From: Filipe Manana <fdmanana@kernel.org>
To: Qu Wenruo <wqu@suse.com>
Cc: linux-btrfs@vger.kernel.org
Subject: Re: [PATCH 3/4] btrfs: defrag: use btrfs_defrag_ctrl to replace btrfs_ioctl_defrag_range_args for btrfs_defrag_file()
Date: Thu, 3 Feb 2022 17:17:27 +0000 [thread overview]
Message-ID: <YfwOJ0UT5t64BhVG@debian9.Home> (raw)
In-Reply-To: <34c2aa1e7c5e196420d68de1f67b8973d49e284b.1643357469.git.wqu@suse.com>
On Fri, Jan 28, 2022 at 04:12:57PM +0800, Qu Wenruo wrote:
> This brings the following benefits:
>
> - No more strange range->start update to indicate last scanned bytenr
> We have btrfs_defrag_ctrl::last_scanned (exclusive) for it directly.
>
> - No more return value to indicate defragged sectors
> Now btrfs_defrag_file() will just return 0 if no error happened.
> And btrfs_defrag_ctrl::sectors_defragged will show that value.
>
> - Less parameters to carry around
> Now most defrag_* functions only need to fetch its policy parameters
> from btrfs_defrag_ctrl directly.
>
> Signed-off-by: Qu Wenruo <wqu@suse.com>
> ---
> fs/btrfs/ctree.h | 3 +-
> fs/btrfs/file.c | 17 +++---
> fs/btrfs/ioctl.c | 144 +++++++++++++++++++++--------------------------
> 3 files changed, 73 insertions(+), 91 deletions(-)
>
> diff --git a/fs/btrfs/ctree.h b/fs/btrfs/ctree.h
> index 0a441bd703a0..b30271676e15 100644
> --- a/fs/btrfs/ctree.h
> +++ b/fs/btrfs/ctree.h
> @@ -3287,8 +3287,7 @@ int btrfs_defrag_ioctl_args_to_ctrl(struct btrfs_fs_info *fs_info,
> struct btrfs_defrag_ctrl *ctrl,
> u64 max_sectors_to_defrag, u64 newer_than);
> int btrfs_defrag_file(struct inode *inode, struct file_ra_state *ra,
> - struct btrfs_ioctl_defrag_range_args *range,
> - u64 newer_than, unsigned long max_to_defrag);
> + struct btrfs_defrag_ctrl *ctrl);
> void btrfs_get_block_group_info(struct list_head *groups_list,
> struct btrfs_ioctl_space_info *space);
> void btrfs_update_ioctl_balance_args(struct btrfs_fs_info *fs_info,
> diff --git a/fs/btrfs/file.c b/fs/btrfs/file.c
> index 11204dbbe053..f5de8ab9787e 100644
> --- a/fs/btrfs/file.c
> +++ b/fs/btrfs/file.c
> @@ -277,8 +277,7 @@ static int __btrfs_run_defrag_inode(struct btrfs_fs_info *fs_info,
> {
> struct btrfs_root *inode_root;
> struct inode *inode;
> - struct btrfs_ioctl_defrag_range_args range;
> - int num_defrag;
> + struct btrfs_defrag_ctrl ctrl = {};
Most of the code base uses { 0 } for this type of initialization.
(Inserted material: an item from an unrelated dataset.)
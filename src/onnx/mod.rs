//! ONNX Runtime backend for the sentence encoder

pub mod onnx_engine;
pub use onnx_engine::{OnnxConfig, OnnxEmbeddingEngine};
IIRC some compiler versions complained about {} and preferred the
version with 0.
I think we should try to be consistent. Personally I find the 0 version
more clear. Though this might be bike shedding territory.
> int ret;
>
> /* get the inode */
> @@ -297,21 +296,21 @@ static int __btrfs_run_defrag_inode(struct btrfs_fs_info *fs_info,
>
> /* do a chunk of defrag */
> clear_bit(BTRFS_INODE_IN_DEFRAG, &BTRFS_I(inode)->runtime_flags);
> - memset(&range, 0, sizeof(range));
> - range.len = (u64)-1;
> - range.start = defrag->last_offset;
> + ctrl.len = (u64)-1;
> + ctrl.start = defrag->last_offset;
> + ctrl.newer_than = defrag->transid;
> + ctrl.max_sectors_to_defrag = BTRFS_DEFRAG_BATCH;
>
> sb_start_write(fs_info->sb);
> - num_defrag = btrfs_defrag_file(inode, NULL, &range, defrag->transid,
> - BTRFS_DEFRAG_BATCH);
> + ret = btrfs_defrag_file(inode, NULL, &ctrl);
> sb_end_write(fs_info->sb);
> /*
> * if we filled the whole defrag batch, there
> * must be more work to do. Queue this defrag
> * again
> */
> - if (num_defrag == BTRFS_DEFRAG_BATCH) {
> - defrag->last_offset = range.start;
> + if (ctrl.sectors_defragged == BTRFS_DEFRAG_BATCH) {
> + defrag->last_offset = ctrl.last_scanned;
> btrfs_requeue_inode_defrag(BTRFS_I(inode), defrag);
> } else if (defrag->last_offset && !defrag->cycled) {
> /*
> diff --git a/fs/btrfs/ioctl.c b/fs/btrfs/ioctl.c
> index f9b9ee6c50da..67ba934be99e 100644
> --- a/fs/btrfs/ioctl.c
> +++ b/fs/btrfs/ioctl.c
> @@ -1189,22 +1189,18 @@ struct defrag_target_range {
> /*
> * Collect all valid target extents.
> *
> + * @ctrl: extra defrag policy control
> * @start: file offset to lookup
> * @len: length to lookup
> - * @extent_thresh: file extent size threshold, any extent size >= this value
> - * will be ignored
> - * @newer_than: only defrag extents newer than this value
> - * @do_compress: whether the defrag is doing compression
> - * if true, @extent_thresh will be ignored and all regular
> - * file extents meeting @newer_than will be targets.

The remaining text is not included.